WHAT THE EXERCISE ASKS:
Below are the records. State how many of their lines hold the word "derive", and add nothing else.

-------- MATERIAL SUPPLIED

//! Example tools shipped with the template.

pub mod async_ops;
pub mod basic;
pub mod data;
pub mod health;
pub mod statistics;
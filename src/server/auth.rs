//! API-key check applied to the HTTP transport.
use std::sync::Arc;

use axum::{
    extract::{Request, State},
    http::{HeaderMap, StatusCode},
    middleware::Next,
    response::{IntoResponse, Response},
    Json,
};
use tracing::warn;

use crate::tools::base::format_error_response;

pub const API_KEY_HEADER: &str = "x-api-key";
pub const UNAUTHORIZED: &str = "UNAUTHORIZED";

/// Authentication status of one request.
#[derive(Debug, Clone, Copy, PartialEq, Eq)]
pub enum AuthStatus {
    /// No key is configured.
    Open,
    Matched,
    Missing,
    Mismatch,
}

impl AuthStatus {
    pub fn is_allowed(self) -> bool {
        matches!(self, AuthStatus::Open | AuthStatus::Matched)
    }
}

/// Expected `X-API-Key` value, if the server requires one.
#[derive(Debug, Clone, Default)]
pub struct ApiKeyGuard {
    expected: Option<Arc<str>>,
}

impl ApiKeyGuard {
    pub fn new(expected: Option<&str>) -> Self {
        Self {
            expected: expected.map(Arc::from),
        }
    }

    pub fn status(&self, headers: &HeaderMap) -> AuthStatus {
        let Some(expected) = self.expected.as_deref() else {
            return AuthStatus::Open;
        };
        match headers.get(API_KEY_HEADER).map(|value| value.to_str()) {
            None => AuthStatus::Missing,
            Some(Ok(provided)) if provided == expected => AuthStatus::Matched,
            Some(_) => AuthStatus::Mismatch,
        }
    }
}

/// Reject requests without the configured key with 401 and the error envelope.
pub async fn require_api_key(
    State(guard): State<ApiKeyGuard>,
    request: Request,
    next: Next,
) -> Response {
    let status = guard.status(request.headers());
    if status.is_allowed() {
        return next.run(request).await;
    }
    warn!(
        target: "mcp_template::runtime",
        path = %request.uri().path(),
        status = ?status,
        "Rejected request without a valid API key"
    );
    let message = match status {
        AuthStatus::Missing => "Missing API key",
        _ => "Invalid API key",
    };
    (
        StatusCode::UNAUTHORIZED,
        Json(format_error_response(message, UNAUTHORIZED, None)),
    )
        .into_response()
}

----------------

FINISHED EXERCISE:
2